Data for analysis
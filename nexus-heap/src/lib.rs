//! Instrumented binary min-heap.
//!
//! [`MinHeap`] is a classic array-backed binary heap that reports what it
//! costs. Every comparison, swap, storage access and growth is counted in a
//! [`MetricsCollector`], which makes the crate useful for studying the
//! behaviour of heap algorithms rather than just using one.
//!
//! # Quick Start
//!
//! ```
//! use nexus_heap::MinHeap;
//!
//! let mut heap = MinHeap::build_heap(vec![5, 3, 8, 1, 2, 7, 4]);
//! heap.insert(0);
//!
//! assert_eq!(heap.extract_min(), Ok(0));
//! assert_eq!(heap.extract_min(), Ok(1));
//!
//! let m = heap.metrics();
//! println!("{}", m.csv_header());
//! println!("{}", m.csv_row());
//! ```
//!
//! # Operations
//!
//! | Operation | Cost | Notes |
//! |-----------|------|-------|
//! | [`insert`](MinHeap::insert) | O(log n) | sift-up |
//! | [`extract_min`](MinHeap::extract_min) | O(log n) | sift-down |
//! | [`peek`](MinHeap::peek) | O(1) | |
//! | [`decrease_key`](MinHeap::decrease_key) | O(log n) | by storage position |
//! | [`merge`](MinHeap::merge) | O(n + m) | one rebuild, not m inserts |
//! | [`build_heap`](MinHeap::build_heap) | O(n) | bottom-up heapify |
//!
//! # Metrics Sharing
//!
//! Collectors are passed as `Rc<MetricsCollector>`. Hand the same `Rc` to
//! several heaps to aggregate their work, or let each heap create its own.
//! Neither the heap nor the collector is `Sync`; there is no internal
//! locking.
//!
//! # Benchmark Harness
//!
//! The [`runner`] module drives the heap through build / insert / drain
//! cycles and reports timings plus counters. The `heap_bench` binary wraps
//! it with a console front end.

#![warn(missing_docs)]

pub mod error;
pub mod heap;
pub mod metrics;
pub mod runner;

pub use error::HeapError;
pub use heap::{DEFAULT_CAPACITY, MinHeap};
pub use metrics::{MetricsCollector, MetricsSnapshot};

Exercise instructions
All the records above need to be printed exactly.

Result below
filename nexus-heap/src/lib.rs
//! Instrumented binary min-heap.
//!
//! [`MinHeap`] is a classic array-backed binary heap that reports what it
//! costs. Every comparison, swap, storage access and growth is counted in a
//! [`MetricsCollector`], which makes the crate useful for studying the
//! behaviour of heap algorithms rather than just using one.
//!
//! # Quick Start
//!
//! ```
//! use nexus_heap::MinHeap;
//!
//! let mut heap = MinHeap::build_heap(vec![5, 3, 8, 1, 2, 7, 4]);
//! heap.insert(0);
//!
//! assert_eq!(heap.extract_min(), Ok(0));
//! assert_eq!(heap.extract_min(), Ok(1));
//!
//! let m = heap.metrics();
//! println!("{}", m.csv_header());
//! println!("{}", m.csv_row());
//! ```
//!
//! # Operations
//!
//! | Operation | Cost | Notes |
//! |-----------|------|-------|
//! | [`insert`](MinHeap::insert) | O(log n) | sift-up |
//! | [`extract_min`](MinHeap::extract_min) | O(log n) | sift-down |
//! | [`peek`](MinHeap::peek) | O(1) | |
//! | [`decrease_key`](MinHeap::decrease_key) | O(log n) | by storage position |
//! | [`merge`](MinHeap::merge) | O(n + m) | one rebuild, not m inserts |
//! | [`build_heap`](MinHeap::build_heap) | O(n) | bottom-up heapify |
//!
//! # Metrics Sharing
//!
//! Collectors are passed as `Rc<MetricsCollector>`. Hand the same `Rc` to
//! several heaps to aggregate their work, or let each heap create its own.
//! Neither the heap nor the collector is `Sync`; there is no internal
//! locking.
//!
//! # Benchmark Harness
//!
//! The [`runner`] module drives the heap through build / insert / drain
//! cycles and reports timings plus counters. The `heap_bench` binary wraps
//! it with a console front end.

#![warn(missing_docs)]

pub mod error;
pub mod heap;
pub mod metrics;
pub mod runner;

pub use error::HeapError;
pub use heap::{DEFAULT_CAPACITY, MinHeap};
pub use metrics::{MetricsCollector, MetricsSnapshot};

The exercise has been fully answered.